Segment Start: PROVIDED DATA

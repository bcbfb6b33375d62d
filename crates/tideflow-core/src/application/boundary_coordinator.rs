//! External registrations and the events that fire them.
//!
//! Timers, message and signal subscriptions are registered with the
//! collaborators and mirrored on the instance as [`Subscription`]s so that
//! they can be torn down when their host finishes. Registrations made by a
//! trigger that is not persisted are released again by
//! `release_registrations`. Error boundaries need no
//! registration: [`ExecutionContext::fail_activity`] matches them when an
//! activity fails.

use super::execution_loop::ExecutionContext;
use crate::domain::command::EventBinding;
use crate::domain::process_definition::{ActivityId, TimerDefinition};
use crate::domain::repository::{Collaborators, MessageSubscription, SignalSubscription, TimerRegistration};
use crate::domain::workflow_instance::{ActivityInstanceId, Subscription, SubscriptionKind, WorkflowInstanceId};
use crate::types::{search_variables, value_as_key, Variables};
use crate::{ActivityError, CoreError};
use chrono::Utc;
use serde_json::json;
use tracing::{debug, warn};

impl<'a> ExecutionContext<'a> {
    fn subscription_key(&self, host: &ActivityInstanceId, binding: &EventBinding) -> String {
        let target = binding
            .boundary
            .as_ref()
            .map(|b| b.0.as_str())
            .unwrap_or("catch");
        format!("{}/{}/{}", self.instance.id, host, target)
    }

    fn subscribed_activity(&self, host: &ActivityInstanceId, binding: &EventBinding) -> Result<ActivityId, CoreError> {
        match &binding.boundary {
            Some(boundary) => Ok(boundary.clone()),
            None => Ok(self.entry(host)?.activity_id.clone()),
        }
    }

    pub(crate) async fn register_timer(
        &mut self,
        host: &ActivityInstanceId,
        timer: &TimerDefinition,
        binding: EventBinding,
    ) -> Result<(), CoreError> {
        let key = self.subscription_key(host, &binding);
        let due_at = timer.due_at(Utc::now())?;
        self.collaborators
            .timers
            .activate(TimerRegistration {
                key: key.clone(),
                instance_id: self.instance.id.clone(),
                due_at,
                period: self.config.timer_guard_period(),
            })
            .await?;

        debug!(instance_id = %self.instance.id, key = %key, due_at = %due_at, "Timer registered");
        self.hold(Subscription {
            key,
            host: host.clone(),
            boundary: binding.boundary,
            cancel_activity: binding.cancel_activity,
            kind: SubscriptionKind::Timer,
        });
        Ok(())
    }

    pub(crate) async fn register_message(
        &mut self,
        host: &ActivityInstanceId,
        message: &str,
        binding: EventBinding,
    ) -> Result<(), CoreError> {
        let correlation_key = match self
            .definition
            .message(message)
            .and_then(|m| m.correlation_key.as_deref())
        {
            Some(expression) => {
                let variables = self.visible_variables(host)?;
                let value = search_variables(expression, &variables)?;
                if value.is_null() {
                    return Err(CoreError::CorrelationError(format!(
                        "Correlation key '{}' of message '{}' resolved to null",
                        expression, message
                    )));
                }
                value_as_key(&value)
            }
            None => self.instance.id.0.clone(),
        };

        self.collaborators
            .messages
            .subscribe(MessageSubscription {
                message_name: message.to_string(),
                correlation_key: correlation_key.clone(),
                instance_id: self.instance.id.clone(),
                activity_id: self.subscribed_activity(host, &binding)?,
                activity_instance_id: host.clone(),
            })
            .await?;

        debug!(
            instance_id = %self.instance.id,
            message,
            correlation_key = %correlation_key,
            "Message subscription registered"
        );
        let key = self.subscription_key(host, &binding);
        self.hold(Subscription {
            key,
            host: host.clone(),
            boundary: binding.boundary,
            cancel_activity: binding.cancel_activity,
            kind: SubscriptionKind::Message {
                name: message.to_string(),
                correlation_key,
            },
        });
        Ok(())
    }

    pub(crate) async fn register_signal(
        &mut self,
        host: &ActivityInstanceId,
        signal: &str,
        binding: EventBinding,
    ) -> Result<(), CoreError> {
        self.collaborators
            .signals
            .subscribe(SignalSubscription {
                signal_name: signal.to_string(),
                instance_id: self.instance.id.clone(),
                activity_id: self.subscribed_activity(host, &binding)?,
                activity_instance_id: host.clone(),
            })
            .await?;

        debug!(instance_id = %self.instance.id, signal, "Signal subscription registered");
        let key = self.subscription_key(host, &binding);
        self.hold(Subscription {
            key,
            host: host.clone(),
            boundary: binding.boundary,
            cancel_activity: binding.cancel_activity,
            kind: SubscriptionKind::Signal {
                name: signal.to_string(),
            },
        });
        Ok(())
    }

    fn hold(&mut self, subscription: Subscription) {
        self.registered.push(subscription.clone());
        self.instance.add_subscription(subscription);
    }

    /// Release every registration held for `host`
    pub(crate) async fn teardown_subscriptions(&mut self, host: &ActivityInstanceId) {
        for subscription in self.instance.take_subscriptions_of(host) {
            self.unregister(&subscription).await;
        }
    }

    async fn unregister(&self, subscription: &Subscription) {
        release_registration(self.collaborators, &self.instance.id, subscription).await;
    }

    /// Timer fire; unknown keys are stale and ignored
    pub(crate) async fn fire_timer(&mut self, key: &str) -> Result<bool, CoreError> {
        let subscription = self
            .instance
            .take_subscription(|s| s.key == key && s.kind == SubscriptionKind::Timer);
        match subscription {
            Some(subscription) => self.fire_subscription(subscription, Variables::new()).await,
            None => {
                debug!(instance_id = %self.instance.id, key, "Ignoring stale timer");
                if let Err(e) = self.collaborators.timers.cancel(key).await {
                    warn!(instance_id = %self.instance.id, key, error = %e, "Failed to cancel stale timer");
                }
                Ok(false)
            }
        }
    }

    /// Message delivery to the subscription taken from the registry
    pub(crate) async fn deliver_message(
        &mut self,
        delivered: &MessageSubscription,
        variables: Variables,
    ) -> Result<bool, CoreError> {
        let subscription = self.instance.take_subscription(|s| {
            s.host == delivered.activity_instance_id
                && s.boundary.as_ref().map_or(true, |b| b == &delivered.activity_id)
                && matches!(
                    &s.kind,
                    SubscriptionKind::Message { name, correlation_key }
                        if name == &delivered.message_name && correlation_key == &delivered.correlation_key
                )
        });
        match subscription {
            Some(subscription) => self.fire_subscription(subscription, variables).await,
            None => {
                debug!(instance_id = %self.instance.id, message = %delivered.message_name, "Ignoring stale message");
                Ok(false)
            }
        }
    }

    /// Signal delivery to one subscriber
    pub(crate) async fn deliver_signal(
        &mut self,
        delivered: &SignalSubscription,
        variables: Variables,
    ) -> Result<bool, CoreError> {
        let subscription = self.instance.take_subscription(|s| {
            s.host == delivered.activity_instance_id
                && s.boundary.as_ref().map_or(true, |b| b == &delivered.activity_id)
                && matches!(&s.kind, SubscriptionKind::Signal { name } if name == &delivered.signal_name)
        });
        match subscription {
            Some(subscription) => self.fire_subscription(subscription, variables).await,
            None => {
                debug!(instance_id = %self.instance.id, signal = %delivered.signal_name, "Ignoring stale signal");
                Ok(false)
            }
        }
    }

    async fn fire_subscription(&mut self, subscription: Subscription, variables: Variables) -> Result<bool, CoreError> {
        if subscription.kind == SubscriptionKind::Timer {
            self.unregister(&subscription).await;
        }

        let host = subscription.host.clone();
        let waiting = self
            .instance
            .entry(&host)
            .map(|e| e.is_active() && e.activity.is_executing())
            .unwrap_or(false);
        if !waiting {
            debug!(instance_id = %self.instance.id, host = %host, "Ignoring trigger for finished activity");
            return Ok(false);
        }

        match subscription.boundary {
            None => {
                let scope = self.variable_scope_of(&host)?;
                self.instance.merge_variables(&scope, variables)?;
                self.cancel_event_gateway_siblings(&host).await?;
                self.instance.entry_mut(&host)?.activity.complete()?;
                debug!(instance_id = %self.instance.id, activity_instance_id = %host, "Catch event fired");
            }
            Some(boundary) => {
                if subscription.cancel_activity {
                    self.cancel_entry(&host, &format!("interrupted by {}", boundary)).await?;
                }
                self.spawn_boundary_entry(&host, &boundary, variables)?;
            }
        }
        Ok(true)
    }

    fn spawn_boundary_entry(
        &mut self,
        host: &ActivityInstanceId,
        boundary: &ActivityId,
        variables: Variables,
    ) -> Result<ActivityInstanceId, CoreError> {
        let (scope_id, variable_scope) = {
            let entry = self.entry(host)?;
            (entry.scope_id.clone(), entry.activity.variable_scope_id.clone())
        };
        self.instance.merge_variables(&variable_scope, variables)?;
        let id = self.instance.add_entry(boundary.clone(), scope_id, variable_scope);
        debug!(instance_id = %self.instance.id, host = %host, boundary = %boundary, "Boundary event fired");
        Ok(id)
    }

    /// Fail an activity and route the error to the nearest matching error
    /// boundary on it or on an enclosing scope. Without a match the failure
    /// is recorded as unhandled.
    pub(crate) async fn fail_activity(&mut self, id: &ActivityInstanceId, error: ActivityError) -> Result<(), CoreError> {
        self.instance.entry_mut(id)?.activity.fail(error.clone());
        self.record_failure_event(id, &error)?;
        debug!(instance_id = %self.instance.id, activity_instance_id = %id, error = %error, "Activity failed");

        let children: Vec<ActivityInstanceId> = self
            .instance
            .children_of(id)
            .filter(|e| e.is_active())
            .map(|e| e.id.clone())
            .collect();
        for child in children {
            self.cancel_entry(&child, "enclosing activity failed").await?;
        }
        self.teardown_subscriptions(id).await;

        let mut candidate = Some(id.clone());
        while let Some(current) = candidate {
            let located = self.locate(&current)?;
            let (activity_id, owner) = {
                let entry = self.entry(&current)?;
                (entry.activity_id.clone(), entry.scope_id.clone())
            };

            if let Some(boundary) = located.scope.error_boundary_for(&activity_id, &error.code) {
                if &current != id {
                    self.cancel_entry(&current, &format!("error {} caught by {}", error.code, boundary.id))
                        .await?;
                }
                self.instance.entry_mut(id)?.error_caught = true;

                let mut variables = Variables::new();
                variables.insert("errorCode".to_string(), json!(error.code));
                variables.insert("errorMessage".to_string(), json!(error.message));
                self.spawn_boundary_entry(&current, &boundary.id, variables)?;
                return Ok(());
            }
            candidate = owner;
        }

        warn!(instance_id = %self.instance.id, activity_instance_id = %id, error = %error, "Unhandled activity failure");
        self.instance.record_failure(error);
        Ok(())
    }
}

/// Release registrations of a trigger whose changes were discarded
pub(crate) async fn release_registrations(
    collaborators: &Collaborators,
    instance_id: &WorkflowInstanceId,
    subscriptions: &[Subscription],
) {
    for subscription in subscriptions {
        release_registration(collaborators, instance_id, subscription).await;
    }
}

async fn release_registration(collaborators: &Collaborators, instance_id: &WorkflowInstanceId, subscription: &Subscription) {
    let result = match &subscription.kind {
        SubscriptionKind::Timer => collaborators.timers.cancel(&subscription.key).await,
        SubscriptionKind::Message {
            name,
            correlation_key,
        } => collaborators.messages.unsubscribe(name, correlation_key).await,
        SubscriptionKind::Signal { name } => {
            collaborators
                .signals
                .unsubscribe(name, instance_id, &subscription.host)
                .await
        }
    };
    if let Err(e) = result {
        warn!(
            instance_id = %instance_id,
            key = %subscription.key,
            error = %e,
            "Failed to release registration"
        );
    }
}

Segment End: PROVIDED DATA

TASK ->
Out of the data above, transcribe exactly and only the lines starting with the line that has "self.instance.entry_mut(&host)?.activity.complete()?;" and going on through the line that has "recorded as unhandled.", both included.

WRITTEN ANSWER ->
                self.instance.entry_mut(&host)?.activity.complete()?;
                debug!(instance_id = %self.instance.id, activity_instance_id = %host, "Catch event fired");
            }
            Some(boundary) => {
                if subscription.cancel_activity {
                    self.cancel_entry(&host, &format!("interrupted by {}", boundary)).await?;
                }
                self.spawn_boundary_entry(&host, &boundary, variables)?;
            }
        }
        Ok(true)
    }

    fn spawn_boundary_entry(
        &mut self,
        host: &ActivityInstanceId,
        boundary: &ActivityId,
        variables: Variables,
    ) -> Result<ActivityInstanceId, CoreError> {
        let (scope_id, variable_scope) = {
            let entry = self.entry(host)?;
            (entry.scope_id.clone(), entry.activity.variable_scope_id.clone())
        };
        self.instance.merge_variables(&variable_scope, variables)?;
        let id = self.instance.add_entry(boundary.clone(), scope_id, variable_scope);
        debug!(instance_id = %self.instance.id, host = %host, boundary = %boundary, "Boundary event fired");
        Ok(id)
    }

    /// Fail an activity and route the error to the nearest matching error
    /// boundary on it or on an enclosing scope. Without a match the failure
    /// is recorded as unhandled.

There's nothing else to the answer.